── Data to process ──

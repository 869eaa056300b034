use std::collections::HashSet;

use crate::error::{Result, SignatureError};
use crate::lexer::{Lexer, TokenKind};
use crate::syntax::{
    ClassSignature, ClassTypeSignature, FieldTypeSignature, MethodSignature,
    SimpleClassTypeSignature, TypeArgument, TypeParameter, TypeSignature, TypeVariableSignature,
};

/// Parses the `Signature` attribute of a class declaration.
pub fn parse_class_signature(sig: &str) -> Result<ClassSignature> {
    let mut parser = Parser::new(sig);
    let parsed = parser.class_signature()?;
    parser.finish()?;
    Ok(parsed)
}

/// Parses the `Signature` attribute of a method declaration.
pub fn parse_method_signature(sig: &str) -> Result<MethodSignature> {
    let mut parser = Parser::new(sig);
    let parsed = parser.method_signature()?;
    parser.finish()?;
    Ok(parsed)
}

/// Parses the `Signature` attribute of a field declaration.
pub fn parse_field_signature(sig: &str) -> Result<FieldTypeSignature> {
    let mut parser = Parser::new(sig);
    let parsed = parser.reference_type()?;
    parser.finish()?;
    Ok(parsed)
}

/// Deepest nesting of reference types: 255 array dimensions plus the element type.
pub const MAX_NESTING_DEPTH: usize = 256;

struct Parser<'a> {
    lexer: Lexer<'a>,
    depth: usize,
}

impl<'a> Parser<'a> {
    fn new(input: &'a str) -> Self {
        Self {
            lexer: Lexer::new(input),
            depth: 0,
        }
    }

    fn finish(&self) -> Result<()> {
        if self.lexer.is_at_end() {
            Ok(())
        } else {
            Err(SignatureError::malformed(
                self.lexer.offset(),
                "trailing input after signature",
            ))
        }
    }

    fn at(&self, kind: TokenKind<'_>) -> bool {
        self.lexer.peek_marker() == Some(kind)
    }

    fn eat(&mut self, kind: TokenKind<'_>) -> Result<bool> {
        if self.at(kind) {
            self.lexer.next_marker()?;
            Ok(true)
        } else {
            Ok(false)
        }
    }

    fn expect(&mut self, kind: TokenKind<'_>, context: &str) -> Result<usize> {
        let offset = self.lexer.offset();
        if self.eat(kind)? {
            Ok(offset)
        } else {
            Err(self.unexpected(&format!("{} {context}", kind.describe())))
        }
    }

    fn unexpected(&self, expected: &str) -> SignatureError {
        let offset = self.lexer.offset();
        if self.lexer.is_at_end() {
            SignatureError::malformed(offset, format!("unexpected end of signature, expected {expected}"))
        } else {
            SignatureError::malformed(offset, format!("expected {expected}"))
        }
    }

    fn identifier(&mut self) -> Result<(String, usize)> {
        let token = self.lexer.next_identifier()?;
        match token.kind {
            TokenKind::Identifier(text) => Ok((text.to_string(), token.offset)),
            _ => Err(SignatureError::malformed(token.offset, "expected identifier")),
        }
    }

    fn class_signature(&mut self) -> Result<ClassSignature> {
        let type_params = self.type_params()?;
        let super_class = self.class_type()?;
        let mut interfaces = Vec::new();
        while self.at(TokenKind::ClassStart) {
            interfaces.push(self.class_type()?);
        }
        Ok(ClassSignature {
            type_params,
            super_class,
            interfaces,
        })
    }

    fn method_signature(&mut self) -> Result<MethodSignature> {
        let type_params = self.type_params()?;
        self.expect(TokenKind::LParen, "opening the parameter list")?;
        let mut params = Vec::new();
        while !self.eat(TokenKind::RParen)? {
            if self.lexer.is_at_end() {
                return Err(self.unexpected("`)` closing the parameter list"));
            }
            params.push(self.java_type()?);
        }
        let return_type = if self.eat(TokenKind::Void)? {
            None
        } else {
            Some(self.java_type()?)
        };
        let mut throws = Vec::new();
        while self.eat(TokenKind::Caret)? {
            let thrown = match self.lexer.peek_marker() {
                Some(TokenKind::ClassStart) => FieldTypeSignature::Class(self.class_type()?),
                Some(TokenKind::TypeVarStart) => self.type_variable()?,
                _ => return Err(self.unexpected("class or type variable after `^`")),
            };
            throws.push(thrown);
        }
        Ok(MethodSignature {
            type_params,
            params,
            return_type,
            throws,
        })
    }

    /// `[ '<' TypeParam+ '>' ]`
    fn type_params(&mut self) -> Result<Vec<TypeParameter>> {
        if !self.eat(TokenKind::LAngle)? {
            return Ok(Vec::new());
        }
        if self.at(TokenKind::RAngle) {
            return Err(self.unexpected("type parameter"));
        }

        let mut params = Vec::new();
        let mut seen = HashSet::new();
        while !self.eat(TokenKind::RAngle)? {
            let param = self.type_param()?;
            if !seen.insert(param.name.clone()) {
                return Err(SignatureError::malformed(
                    param.offset,
                    format!("duplicate type parameter `{}`", param.name),
                ));
            }
            params.push(param);
        }
        Ok(params)
    }

    /// `Identifier ':' [ClassBound] (':' RefTypeSig)*`
    fn type_param(&mut self) -> Result<TypeParameter> {
        let (name, offset) = self.identifier()?;
        self.expect(TokenKind::Colon, "after type parameter name")?;
        let class_bound = if self.at_reference_type() {
            Some(self.reference_type()?)
        } else {
            None
        };
        let mut interface_bounds = Vec::new();
        while self.eat(TokenKind::Colon)? {
            interface_bounds.push(self.reference_type()?);
        }
        Ok(TypeParameter {
            name,
            offset,
            class_bound,
            interface_bounds,
        })
    }

    fn at_reference_type(&self) -> bool {
        matches!(
            self.lexer.peek_marker(),
            Some(TokenKind::ClassStart | TokenKind::TypeVarStart | TokenKind::ArrayMarker)
        )
    }

    fn reference_type(&mut self) -> Result<FieldTypeSignature> {
        if self.depth >= MAX_NESTING_DEPTH {
            return Err(SignatureError::malformed(
                self.lexer.offset(),
                "signature nested too deeply",
            ));
        }
        self.depth += 1;
        let parsed = self.nested_reference_type();
        self.depth -= 1;
        parsed
    }

    fn nested_reference_type(&mut self) -> Result<FieldTypeSignature> {
        match self.lexer.peek_marker() {
            Some(TokenKind::ClassStart) => Ok(FieldTypeSignature::Class(self.class_type()?)),
            Some(TokenKind::TypeVarStart) => self.type_variable(),
            Some(TokenKind::ArrayMarker) => {
                self.lexer.next_marker()?;
                Ok(FieldTypeSignature::Array(Box::new(self.java_type()?)))
            }
            _ => Err(self.unexpected("reference type signature")),
        }
    }

    fn java_type(&mut self) -> Result<TypeSignature> {
        if let Some(TokenKind::Base(base)) = self.lexer.peek_marker() {
            self.lexer.next_marker()?;
            return Ok(TypeSignature::Base(base));
        }
        Ok(TypeSignature::Reference(self.reference_type()?))
    }

    /// `'T' Identifier ';'`
    fn type_variable(&mut self) -> Result<FieldTypeSignature> {
        let offset = self.expect(TokenKind::TypeVarStart, "starting a type variable")?;
        let (name, _) = self.identifier()?;
        self.expect(TokenKind::Semicolon, "terminating type variable signature")?;
        Ok(FieldTypeSignature::TypeVariable(TypeVariableSignature {
            name,
            offset,
        }))
    }

    /// `'L' (Identifier '/')* Identifier [TypeArgs] ('.' Identifier [TypeArgs])* ';'`
    fn class_type(&mut self) -> Result<ClassTypeSignature> {
        self.expect(TokenKind::ClassStart, "starting a class type")?;
        let mut package = String::new();
        let (mut name, _) = self.identifier()?;
        while self.eat(TokenKind::Slash)? {
            if !package.is_empty() {
                package.push('/');
            }
            package.push_str(&name);
            name = self.identifier()?.0;
        }

        let type_args = self.type_args()?;
        let mut segments = vec![SimpleClassTypeSignature { name, type_args }];
        while self.eat(TokenKind::Dot)? {
            let (name, _) = self.identifier()?;
            let type_args = self.type_args()?;
            segments.push(SimpleClassTypeSignature { name, type_args });
        }

        self.expect(TokenKind::Semicolon, "terminating class type signature")?;
        Ok(ClassTypeSignature { package, segments })
    }

    /// `[ '<' TypeArg+ '>' ]`
    fn type_args(&mut self) -> Result<Vec<TypeArgument>> {
        if !self.eat(TokenKind::LAngle)? {
            return Ok(Vec::new());
        }
        if self.at(TokenKind::RAngle) {
            return Err(self.unexpected("type argument"));
        }
        let mut args = Vec::new();
        while !self.eat(TokenKind::RAngle)? {
            args.push(self.type_arg()?);
        }
        Ok(args)
    }

    fn type_arg(&mut self) -> Result<TypeArgument> {
        if self.eat(TokenKind::Star)? {
            return Ok(TypeArgument::Any);
        }
        if self.eat(TokenKind::Plus)? {
            return Ok(TypeArgument::Extends(self.reference_type()?));
        }
        if self.eat(TokenKind::Minus)? {
            return Ok(TypeArgument::Super(self.reference_type()?));
        }
        Ok(TypeArgument::Exact(self.reference_type()?))
    }
}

───

Going through the data above, return each line with the word "TypeArgument".

# [The completed task]
    SimpleClassTypeSignature, TypeArgument, TypeParameter, TypeSignature, TypeVariableSignature,
    fn type_args(&mut self) -> Result<Vec<TypeArgument>> {
    fn type_arg(&mut self) -> Result<TypeArgument> {
            return Ok(TypeArgument::Any);
            return Ok(TypeArgument::Extends(self.reference_type()?));
            return Ok(TypeArgument::Super(self.reference_type()?));
        Ok(TypeArgument::Exact(self.reference_type()?))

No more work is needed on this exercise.